:: Material for this exercise ::
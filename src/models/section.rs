use std::collections::HashMap;

/// Bracketed markers delimiting the model's structured answer.
#[derive(Clone, Copy, Debug, Eq, PartialEq, Ord, PartialOrd, Hash)]
pub enum Section {
    Summary,
    CounterSummary,
    Clarification,
    Audit,
    LogicAudit,
    Confidence,
}

impl Section {
    pub const ALL: [Section; 6] = [
        Section::Summary,
        Section::CounterSummary,
        Section::Clarification,
        Section::Audit,
        Section::LogicAudit,
        Section::Confidence,
    ];

    pub fn literal(self) -> &'static str {
        match self {
            Section::Summary => "[SUMMARY]",
            Section::CounterSummary => "[COUNTER_SUMMARY]",
            Section::Clarification => "[CLARIFICATION]",
            Section::Audit => "[AUDIT]",
            Section::LogicAudit => "[LOGIC_AUDIT]",
            Section::Confidence => "[CONFIDENCE]",
        }
    }
}

/// Sparse mapping of the sections found in one answer.
#[derive(Clone, Debug, Default, PartialEq, Eq)]
pub struct ParsedSections {
    map: HashMap<Section, String>,
}

impl ParsedSections {
    pub fn insert(&mut self, section: Section, text: String) {
        self.map.insert(section, text);
    }

    pub fn get(&self, section: Section) -> Option<&str> {
        self.map.get(&section).map(|s| s.as_str())
    }

    pub fn len(&self) -> usize {
        self.map.len()
    }

    pub fn is_empty(&self) -> bool {
        self.map.is_empty()
    }
}
use anyhow::Context;
use async_trait::async_trait;
use clap::{Parser, Subcommand};
use dotenv::dotenv;
use fairgpt::models::{RetrievalHit, VerificationResult};
use fairgpt::pipeline::{
    DummyGenerator, DummySearch, Generator, LlmGenerator, SearchClient, SearchRequest,
    StoredArticleBias, TavilySearch, VerificationOrchestrator,
};
use fairgpt::Settings;
use serde::{Deserialize, Serialize};
use std::fs::File;
use std::io::{self, BufRead, BufReader};
use std::path::PathBuf;
use std::sync::Arc;
use tracing::{info, warn};
use tracing_subscriber::EnvFilter;

#[derive(Parser)]
#[command(name = "fairgpt", version, about = "Multi-tier news claim verification")]
struct Cli {
    #[command(subcommand)]
    command: Command,
}

#[derive(Subcommand)]
enum Command {
    /// Verify a news query and print the verdict as JSON
    Verify {
        query: String,
        /// Exit non-zero instead of printing a fail-safe verdict
        #[arg(long)]
        strict: bool,
    },
    /// Print the JSON schema of the verdict
    Schema,
    /// Score stored articles (JSON lines of {title, summary_text}) for loaded language
    Score {
        /// Input file; stdin when omitted
        file: Option<PathBuf>,
    },
}

enum Search {
    Dummy(DummySearch),
    Tavily(TavilySearch),
}

#[async_trait]
impl SearchClient for Search {
    async fn search(&self, request: &SearchRequest) -> anyhow::Result<Vec<RetrievalHit>> {
        match self {
            Search::Dummy(s) => s.search(request).await,
            Search::Tavily(s) => s.search(request).await,
        }
    }
}

enum Model {
    Dummy(DummyGenerator),
    Llm(LlmGenerator),
}

#[async_trait]
impl Generator for Model {
    async fn generate(
        &self,
        system_instruction: &str,
        user_content: &str,
    ) -> anyhow::Result<String> {
        match self {
            Model::Dummy(g) => g.generate(system_instruction, user_content).await,
            Model::Llm(g) => g.generate(system_instruction, user_content).await,
        }
    }
}

#[derive(Deserialize)]
struct StoredArticle {
    #[serde(default)]
    title: String,
    #[serde(default)]
    summary_text: String,
}

#[derive(Serialize)]
struct ArticleScore<'a> {
    title: &'a str,
    bias_score: f64,
    flagged: bool,
}

fn build_orchestrator(settings: &Settings) -> anyhow::Result<VerificationOrchestrator<Search, Model>> {
    let policy = Arc::new(settings.load_policy()?);

    let search = match settings.search_api_key.as_deref() {
        Some(key) => Search::Tavily(TavilySearch::new(key)?),
        None => {
            warn!("TAVILY_API_KEY not set, retrieval runs offline");
            Search::Dummy(DummySearch)
        }
    };
    if settings.llm_api_base.is_none() && !settings.model.starts_with("gpt") {
        warn!(model = %settings.model, "OPENAI_API_BASE not set, model may not exist on the default endpoint");
    }
    let model = match settings.llm_api_key.as_deref() {
        Some(key) => Model::Llm(LlmGenerator::new(
            key,
            &settings.model,
            settings.llm_api_base.as_deref(),
        )),
        None => {
            warn!("OPENAI_API_KEY not set, generation runs offline");
            Model::Dummy(DummyGenerator)
        }
    };

    Ok(VerificationOrchestrator::new(
        search,
        model,
        policy,
        settings.generation_timeout,
    ))
}

fn score_articles(reader: impl BufRead) -> anyhow::Result<()> {
    let scorer = StoredArticleBias::default();
    let mut scored = 0usize;
    let mut flagged = 0usize;
    for (lineno, line) in reader.lines().enumerate() {
        let line = line?;
        if line.trim().is_empty() {
            continue;
        }
        let article: StoredArticle = serde_json::from_str(&line)
            .with_context(|| format!("line {}: invalid article JSON", lineno + 1))?;
        let bias_score = scorer.score_article(&article.title, &article.summary_text);
        let is_flagged = StoredArticleBias::is_flagged(bias_score);
        scored += 1;
        if is_flagged {
            flagged += 1;
        }
        let out = ArticleScore {
            title: &article.title,
            bias_score,
            flagged: is_flagged,
        };
        println!("{}", serde_json::to_string(&out)?);
    }
    info!(scored, flagged, "bias scoring complete");
    Ok(())
}

#[tokio::main]
async fn main() -> anyhow::Result<()> {
    dotenv().ok();
    tracing_subscriber::fmt()
        .with_env_filter(
            EnvFilter::try_from_default_env().unwrap_or_else(|_| EnvFilter::new("info")),
        )
        .with_writer(io::stderr)
        .init();

    let cli = Cli::parse();
    match cli.command {
        Command::Verify { query, strict } => {
            let settings = Settings::from_env()?;
            let orchestrator = build_orchestrator(&settings)?;
            let result = if strict {
                orchestrator.try_verify(&query).await?
            } else {
                orchestrator.verify(&query).await
            };
            println!("{}", serde_json::to_string_pretty(&result)?);
        }
        Command::Schema => {
            let schema = schemars::schema_for!(VerificationResult);
            println!("{}", serde_json::to_string_pretty(&schema)?);
        }
        Command::Score { file } => match file {
            Some(path) => {
                let f = File::open(&path)
                    .with_context(|| format!("cannot open {}", path.display()))?;
                score_articles(BufReader::new(f))?;
            }
            None => score_articles(io::stdin().lock())?,
        },
    }
    Ok(())
}
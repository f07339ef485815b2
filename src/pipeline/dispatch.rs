use crate::config::SourcePolicy;
use crate::models::{Channel, ChannelHits, RetrievalHit};
use crate::pipeline::traits::{SearchClient, SearchDepth, SearchRequest};
use anyhow::Context;
use std::sync::Arc;
use tracing::debug;

pub const GOLDEN_MAX_RESULTS: usize = 4;
pub const CONSENSUS_MAX_RESULTS: usize = 3;
pub const ALTERNATIVE_MAX_RESULTS: usize = 3;

/// Fans one query out to the golden, consensus and alternative channels.
pub struct RetrievalDispatcher<S: SearchClient> {
    search: S,
    policy: Arc<SourcePolicy>,
}

impl<S: SearchClient> RetrievalDispatcher<S> {
    pub fn new(search: S, policy: Arc<SourcePolicy>) -> Self {
        Self { search, policy }
    }

    pub fn request(&self, channel: Channel, query: &str) -> SearchRequest {
        match channel {
            Channel::Golden => SearchRequest {
                query: query.to_string(),
                include_domains: self.policy.golden.clone(),
                depth: SearchDepth::Advanced,
                max_results: GOLDEN_MAX_RESULTS,
            },
            Channel::Consensus => SearchRequest {
                query: query.to_string(),
                include_domains: self.policy.consensus.clone(),
                depth: SearchDepth::Advanced,
                max_results: CONSENSUS_MAX_RESULTS,
            },
            Channel::Alternative => SearchRequest {
                query: alternative_query(query),
                include_domains: Vec::new(),
                depth: SearchDepth::Advanced,
                max_results: ALTERNATIVE_MAX_RESULTS,
            },
        }
    }

    /// Runs the three searches concurrently; the first failure aborts the run.
    pub async fn dispatch(&self, query: &str) -> anyhow::Result<ChannelHits> {
        let golden = self.request(Channel::Golden, query);
        let consensus = self.request(Channel::Consensus, query);
        let alternative = self.request(Channel::Alternative, query);

        let (golden, consensus, alternative) = tokio::try_join!(
            self.run(Channel::Golden, &golden),
            self.run(Channel::Consensus, &consensus),
            self.run(Channel::Alternative, &alternative),
        )?;

        Ok(ChannelHits {
            golden,
            consensus,
            alternative,
        })
    }

    async fn run(
        &self,
        channel: Channel,
        request: &SearchRequest,
    ) -> anyhow::Result<Vec<RetrievalHit>> {
        let hits = self
            .search
            .search(request)
            .await
            .with_context(|| format!("{} channel", channel))?;
        debug!(%channel, hits = hits.len(), "retrieval finished");
        Ok(hits)
    }
}

pub fn alternative_query(query: &str) -> String {
    format!("criticism of \"{}\" OR \"opposition to {}\"", query, query)
}
pub mod hit;
pub mod section;
pub mod source;
pub mod verdict;

pub use hit::{Channel, ChannelHits, RetrievalHit};
pub use section::{ParsedSections, Section};
pub use source::{source_id, RankedSource, SourceProfile, Tier};
pub use verdict::{Status, TrendPoint, VerificationAudit, VerificationResult};
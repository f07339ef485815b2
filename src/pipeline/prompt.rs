use crate::models::Section;

pub const SYSTEM_INSTRUCTION: &str = "You are FairGPT, a high-integrity news verification agent.
Analyze the provided context to verify the query.

RESPONSE FORMAT:
[SUMMARY] 2-3 sentence narrative explanation of the verdict.
[COUNTER_SUMMARY] The strongest dissenting or alternative view found in the ALTERNATIVE context.
[CLARIFICATION] Bullet points of key facts.
[AUDIT] Bullet points of verification steps.
[LOGIC_AUDIT] Identify any logical fallacies (ad hominem, strawman, slippery slope) or state \"No significant fallacies detected.\"
[CONFIDENCE] A single integer (0-100) for how well the context supports your answer.

RULES:
1. CITATIONS: Name 'Boom Live', 'Factly' or 'PIB' explicitly when they appear in the context.
2. TONE: Strictly neutral.
3. NO HALLUCINATION: If the context does not answer the query, set CONFIDENCE to 0 and say it is unverified.
4. No URLs in text.";

/// Fixed instruction followed by the structure directive naming every tag.
pub fn system_instruction() -> String {
    let tags: Vec<&str> = Section::ALL.iter().map(|s| s.literal()).collect();
    format!(
        "{}\n\nSTRUCTURE: {}. Do not use markdown headers.",
        SYSTEM_INSTRUCTION,
        tags.join(", ")
    )
}

pub fn user_content(query: &str, consensus_context: &str, alternative_context: &str) -> String {
    format!(
        "QUERY: {}\n\nCONSENSUS:\n{}\n\nALTERNATIVE:\n{}",
        query, consensus_context, alternative_context
    )
}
:::
## What to do
Everything from the line with "1. CITATIONS: Name" through the end of the listing, both ends included, needs to be transcribed exactly, with no other lines.

## Solution
1. CITATIONS: Name 'Boom Live', 'Factly' or 'PIB' explicitly when they appear in the context.
2. TONE: Strictly neutral.
3. NO HALLUCINATION: If the context does not answer the query, set CONFIDENCE to 0 and say it is unverified.
4. No URLs in text.";

/// Fixed instruction followed by the structure directive naming every tag.
pub fn system_instruction() -> String {
    let tags: Vec<&str> = Section::ALL.iter().map(|s| s.literal()).collect();
    format!(
        "{}\n\nSTRUCTURE: {}. Do not use markdown headers.",
        SYSTEM_INSTRUCTION,
        tags.join(", ")
    )
}

pub fn user_content(query: &str, consensus_context: &str, alternative_context: &str) -> String {
    format!(
        "QUERY: {}\n\nCONSENSUS:\n{}\n\nALTERNATIVE:\n{}",
        query, consensus_context, alternative_context
    )
}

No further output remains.